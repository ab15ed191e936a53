//! Shop Models

use jiff::Timestamp;

use crate::ids::Id;

/// Shop UUID
pub type ShopUuid = Id<Shop>;

/// A barbershop tenant. Every other record in the system is scoped to
/// exactly one shop.
#[derive(Debug, Clone)]
pub struct Shop {
    pub uuid: ShopUuid,

    /// Human-readable shop name.
    pub name: String,

    /// IANA timezone identifier the shop's calendar lives in. Validated at
    /// creation; availability and slot computation are civil in this zone.
    pub timezone: String,

    pub created_at: Timestamp,
    pub updated_at: Timestamp,
    pub deleted_at: Option<Timestamp>,
}

/// New Shop Model
#[derive(Debug, Clone, PartialEq)]
pub struct NewShop {
    pub uuid: ShopUuid,
    pub name: String,
    pub timezone: String,
}
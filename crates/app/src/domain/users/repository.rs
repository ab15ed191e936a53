//! Users Repository

use jiff_sqlx::Timestamp as SqlxTimestamp;
use sqlx::{FromRow, Postgres, Row, Transaction, postgres::PgRow, query_as};

use crate::domain::{
    shops::models::ShopUuid,
    users::models::{NewUser, User, UserUuid},
};

const CREATE_USER_SQL: &str = include_str!("sql/create_user.sql");
const GET_USER_SQL: &str = include_str!("sql/get_user.sql");

#[derive(Debug, Clone, Default)]
pub(crate) struct PgUsersRepository;

impl PgUsersRepository {
    #[must_use]
    pub(crate) fn new() -> Self {
        Self
    }

    pub(crate) async fn create_user(
        &self,
        tx: &mut Transaction<'_, Postgres>,
        shop: ShopUuid,
        user: &NewUser,
        wallet_balance: i64,
        coins: i64,
    ) -> Result<User, sqlx::Error> {
        query_as::<Postgres, User>(CREATE_USER_SQL)
            .bind(user.uuid.into_uuid())
            .bind(shop.into_uuid())
            .bind(&user.display_name)
            .bind(wallet_balance)
            .bind(coins)
            .fetch_one(&mut **tx)
            .await
    }

    pub(crate) async fn get_user(
        &self,
        tx: &mut Transaction<'_, Postgres>,
        shop: ShopUuid,
        user: UserUuid,
    ) -> Result<User, sqlx::Error> {
        query_as::<Postgres, User>(GET_USER_SQL)
            .bind(shop.into_uuid())
            .bind(user.into_uuid())
            .fetch_one(&mut **tx)
            .await
    }
}

impl<'r> FromRow<'r, PgRow> for User {
    fn from_row(row: &'r PgRow) -> sqlx::Result<Self> {
        Ok(Self {
            uuid: UserUuid::from_uuid(row.try_get("uuid")?),
            display_name: row.try_get("display_name")?,
            wallet_balance: try_get_unsigned(row, "wallet_balance")?,
            coins: try_get_unsigned(row, "coins")?,
            created_at: row.try_get::<SqlxTimestamp, _>("created_at")?.to_jiff(),
            updated_at: row.try_get::<SqlxTimestamp, _>("updated_at")?.to_jiff(),
            deleted_at: row
                .try_get::<Option<SqlxTimestamp>, _>("deleted_at")?
                .map(SqlxTimestamp::to_jiff),
        })
    }
}

/// Decode a non-negative bigint column into a `u64`.
pub(crate) fn try_get_unsigned(row: &PgRow, col: &str) -> Result<u64, sqlx::Error> {
    let amount_i64: i64 = row.try_get(col)?;

    u64::try_from(amount_i64).map_err(|e| sqlx::Error::ColumnDecode {
        index: col.to_string(),
        source: Box::new(e),
    })
}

---

The answer must be an exact copy of every record above.

--- Answer box ---
repository ab15ed191e936a53
//! Shop Models

use jiff::Timestamp;

use crate::ids::Id;

/// Shop UUID
pub type ShopUuid = Id<Shop>;

/// A barbershop tenant. Every other record in the system is scoped to
/// exactly one shop.
#[derive(Debug, Clone)]
pub struct Shop {
    pub uuid: ShopUuid,

    /// Human-readable shop name.
    pub name: String,

    /// IANA timezone identifier the shop's calendar lives in. Validated at
    /// creation; availability and slot computation are civil in this zone.
    pub timezone: String,

    pub created_at: Timestamp,
    pub updated_at: Timestamp,
    pub deleted_at: Option<Timestamp>,
}

/// New Shop Model
#[derive(Debug, Clone, PartialEq)]
pub struct NewShop {
    pub uuid: ShopUuid,
    pub name: String,
    pub timezone: String,
}
filename crates/app/src/domain/users/repository.rs
repository ab15ed191e936a53
//! Users Repository

use jiff_sqlx::Timestamp as SqlxTimestamp;
use sqlx::{FromRow, Postgres, Row, Transaction, postgres::PgRow, query_as};

use crate::domain::{
    shops::models::ShopUuid,
    users::models::{NewUser, User, UserUuid},
};

const CREATE_USER_SQL: &str = include_str!("sql/create_user.sql");
const GET_USER_SQL: &str = include_str!("sql/get_user.sql");

#[derive(Debug, Clone, Default)]
pub(crate) struct PgUsersRepository;

impl PgUsersRepository {
    #[must_use]
    pub(crate) fn new() -> Self {
        Self
    }

    pub(crate) async fn create_user(
        &self,
        tx: &mut Transaction<'_, Postgres>,
        shop: ShopUuid,
        user: &NewUser,
        wallet_balance: i64,
        coins: i64,
    ) -> Result<User, sqlx::Error> {
        query_as::<Postgres, User>(CREATE_USER_SQL)
            .bind(user.uuid.into_uuid())
            .bind(shop.into_uuid())
            .bind(&user.display_name)
            .bind(wallet_balance)
            .bind(coins)
            .fetch_one(&mut **tx)
            .await
    }

    pub(crate) async fn get_user(
        &self,
        tx: &mut Transaction<'_, Postgres>,
        shop: ShopUuid,
        user: UserUuid,
    ) -> Result<User, sqlx::Error> {
        query_as::<Postgres, User>(GET_USER_SQL)
            .bind(shop.into_uuid())
            .bind(user.into_uuid())
            .fetch_one(&mut **tx)
            .await
    }
}

impl<'r> FromRow<'r, PgRow> for User {
    fn from_row(row: &'r PgRow) -> sqlx::Result<Self> {
        Ok(Self {
            uuid: UserUuid::from_uuid(row.try_get("uuid")?),
            display_name: row.try_get("display_name")?,
            wallet_balance: try_get_unsigned(row, "wallet_balance")?,
            coins: try_get_unsigned(row, "coins")?,
            created_at: row.try_get::<SqlxTimestamp, _>("created_at")?.to_jiff(),
            updated_at: row.try_get::<SqlxTimestamp, _>("updated_at")?.to_jiff(),
            deleted_at: row
                .try_get::<Option<SqlxTimestamp>, _>("deleted_at")?
                .map(SqlxTimestamp::to_jiff),
        })
    }
}

/// Decode a non-negative bigint column into a `u64`.
pub(crate) fn try_get_unsigned(row: &PgRow, col: &str) -> Result<u64, sqlx::Error> {
    let amount_i64: i64 = row.try_get(col)?;

    u64::try_from(amount_i64).map_err(|e| sqlx::Error::ColumnDecode {
        index: col.to_string(),
        source: Box::new(e),
    })
}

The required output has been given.